» What to produce
From the records below, output exactly the lines running from the line containing "pub fn with_data_service(mut" through the line containing "for kind in", and no others.

» Data extract
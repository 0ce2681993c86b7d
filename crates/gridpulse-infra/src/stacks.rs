//! Stack entry points
//!
//! A stack is a parameter table plus an environment name. Production requires
//! every secret; the test stack ships development defaults for the database
//! password and session secret.

use crate::config::{DataServiceConfig, EnvironmentConfig, DEFAULT_SUPABASE_REGION};
use crate::construction::build_environment;
use crate::error::Result;
use crate::params::{ParameterSource, ParameterSpec, ResolvedParameters};
use crate::validated_graph::EnvironmentGraph;
use std::fmt;
use std::str::FromStr;

/// Deployable stack
#[derive(Debug, Clone, Copy, PartialEq, Eq, Hash)]
pub enum StackKind {
    /// Production environment
    Production,
    /// Shared test environment
    Test,
}

impl StackKind {
    /// Every stack
    pub const ALL: [Self; 2] = [Self::Production, Self::Test];

    /// Short name used on the command line
    #[must_use]
    pub const fn as_str(self) -> &'static str {
        match self {
            Self::Production => "prod",
            Self::Test => "test",
        }
    }

    /// Hosting environment the stack deploys into
    #[must_use]
    pub const fn environment_name(self) -> &'static str {
        match self {
            Self::Production => "prod",
            Self::Test => "test2",
        }
    }

    /// Stack directory name in the synthesized output
    #[must_use]
    pub const fn stack_name(self) -> &'static str {
        match self {
            Self::Production => "gridpulse-prod",
            Self::Test => "gridpulse-test",
        }
    }
}

impl fmt::Display for StackKind {
    fn fmt(&self, f: &mut fmt::Formatter<'_>) -> fmt::Result {
        f.write_str(self.as_str())
    }
}

impl FromStr for StackKind {
    type Err = String;

    fn from_str(s: &str) -> std::result::Result<Self, Self::Err> {
        match s.trim().to_ascii_lowercase().as_str() {
            "prod" | "production" => Ok(Self::Production),
            "test" => Ok(Self::Test),
            other => Err(format!("unknown stack '{other}' (expected prod or test)")),
        }
    }
}

const PARAMETERS: [ParameterSpec; 15] = [
    ParameterSpec::required("railway_token", "Railway API token").sensitive(),
    ParameterSpec::required("project_id", "Railway project ID"),
    ParameterSpec::with_default("postgres_password", "PostgreSQL password (Railway Postgres)", "")
        .sensitive(),
    ParameterSpec::required("session_secret", "Session secret for authentication").sensitive(),
    ParameterSpec::with_default("eia_api_key", "EIA API key for data ingestion", "").sensitive(),
    ParameterSpec::with_default("supabase_access_token", "Supabase access token", "")
        .sensitive(),
    ParameterSpec::with_default("supabase_organization_id", "Supabase organization ID", ""),
    ParameterSpec::with_default("supabase_project_name", "Supabase project name", ""),
    ParameterSpec::with_default(
        "supabase_database_password",
        "Supabase database password",
        "",
    )
    .sensitive(),
    ParameterSpec::with_default(
        "supabase_region",
        "Supabase region",
        DEFAULT_SUPABASE_REGION,
    ),
    ParameterSpec::with_default("docker_image", "Docker image for the web service", ""),
    ParameterSpec::with_default("docker_username", "Registry username", ""),
    ParameterSpec::with_default("docker_password", "Registry password or token", "").sensitive(),
    ParameterSpec::with_default("railway_subdomain", "Railway subdomain for the web service", ""),
    ParameterSpec::with_default("custom_domain", "Custom domain for the web service", ""),
];

/// Parameter table for a stack
#[must_use]
pub fn parameter_specs(kind: StackKind) -> Vec<ParameterSpec> {
    PARAMETERS
        .iter()
        .map(|spec| match (kind, spec.name) {
            (StackKind::Test, "postgres_password") => {
                spec.defaulting_to("test-development-password")
            }
            (StackKind::Test, "session_secret") => {
                spec.defaulting_to("test-32-character-session-secret")
            }
            _ => *spec,
        })
        .collect()
}

/// Resolve a stack's parameters from `source`
pub fn resolve_parameters(
    kind: StackKind,
    source: &dyn ParameterSource,
) -> Result<ResolvedParameters> {
    Ok(ResolvedParameters::resolve(&parameter_specs(kind), source)?)
}

/// Per-run options on top of the parameter table
#[derive(Debug, Clone, Default, PartialEq, Eq)]
pub struct StackOptions {
    /// Add the batch data service with these settings
    pub data_service: Option<DataServiceConfig>,
}

impl StackOptions {
    /// Options that add the data service
    #[must_use]
    pub fn with_data_service(mut self, config: DataServiceConfig) -> Self {
        self.data_service = Some(config);
        self
    }
}

/// Build the graph for a stack from resolved parameters
pub fn build_stack(
    kind: StackKind,
    params: &ResolvedParameters,
    options: &StackOptions,
) -> Result<EnvironmentGraph> {
    let _span = tracing::info_span!("stack", stack = kind.stack_name()).entered();
    let config = EnvironmentConfig::from_parameters(params, kind.environment_name())?;
    build_environment(config, options.data_service.clone())
}

#[cfg(test)]
mod tests {
    use super::*;
    use crate::params::MapSource;

    #[test]
    fn stack_names() {
        assert_eq!("prod".parse::<StackKind>(), Ok(StackKind::Production));
        assert_eq!(" Test ".parse::<StackKind>(), Ok(StackKind::Test));
        assert!("staging".parse::<StackKind>().is_err());
        assert_eq!(StackKind::Test.environment_name(), "test2");
        assert_eq!(StackKind::Production.stack_name(), "gridpulse-prod");
    }

    #[test]
    fn production_requires_project_and_secrets() {
        let err = resolve_parameters(StackKind::Production, &MapSource::new()).unwrap_err();
        assert_eq!(
            err.to_string(),
            "parameter error: missing required parameters: railway_token, project_id, session_secret"
        );
    }

    #[test]
    fn test_stack_defaults() {
        let source = MapSource::new()
            .with("railway_token", "t")
            .with("project_id", "p");
        let params = resolve_parameters(StackKind::Test, &source).unwrap();

        assert_eq!(params.get("postgres_password"), Some("test-development-password"));
        assert_eq!(
            params.get("session_secret"),
            Some("test-32-character-session-secret")
        );
        assert_eq!(params.get("supabase_region"), Some("us-east-1"));
        assert!(params.is_sensitive("postgres_password"));
        assert!(!params.is_sensitive("project_id"));
    }

    #[test]
    fn project_id_has_no_default_anywhere() {
        for kind in StackKind::ALL {
            let spec = parameter_specs(kind)
                .into_iter()
                .find(|s| s.name == "project_id")
                .unwrap();
            assert!(spec.is_required());
        }
    }
}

» Reply
    pub fn with_data_service(mut self, config: DataServiceConfig) -> Self {
        self.data_service = Some(config);
        self
    }
}

/// Build the graph for a stack from resolved parameters
pub fn build_stack(
    kind: StackKind,
    params: &ResolvedParameters,
    options: &StackOptions,
) -> Result<EnvironmentGraph> {
    let _span = tracing::info_span!("stack", stack = kind.stack_name()).entered();
    let config = EnvironmentConfig::from_parameters(params, kind.environment_name())?;
    build_environment(config, options.data_service.clone())
}

#[cfg(test)]
mod tests {
    use super::*;
    use crate::params::MapSource;

    #[test]
    fn stack_names() {
        assert_eq!("prod".parse::<StackKind>(), Ok(StackKind::Production));
        assert_eq!(" Test ".parse::<StackKind>(), Ok(StackKind::Test));
        assert!("staging".parse::<StackKind>().is_err());
        assert_eq!(StackKind::Test.environment_name(), "test2");
        assert_eq!(StackKind::Production.stack_name(), "gridpulse-prod");
    }

    #[test]
    fn production_requires_project_and_secrets() {
        let err = resolve_parameters(StackKind::Production, &MapSource::new()).unwrap_err();
        assert_eq!(
            err.to_string(),
            "parameter error: missing required parameters: railway_token, project_id, session_secret"
        );
    }

    #[test]
    fn test_stack_defaults() {
        let source = MapSource::new()
            .with("railway_token", "t")
            .with("project_id", "p");
        let params = resolve_parameters(StackKind::Test, &source).unwrap();

        assert_eq!(params.get("postgres_password"), Some("test-development-password"));
        assert_eq!(
            params.get("session_secret"),
            Some("test-32-character-session-secret")
        );
        assert_eq!(params.get("supabase_region"), Some("us-east-1"));
        assert!(params.is_sensitive("postgres_password"));
        assert!(!params.is_sensitive("project_id"));
    }

    #[test]
    fn project_id_has_no_default_anywhere() {
        for kind in StackKind::ALL {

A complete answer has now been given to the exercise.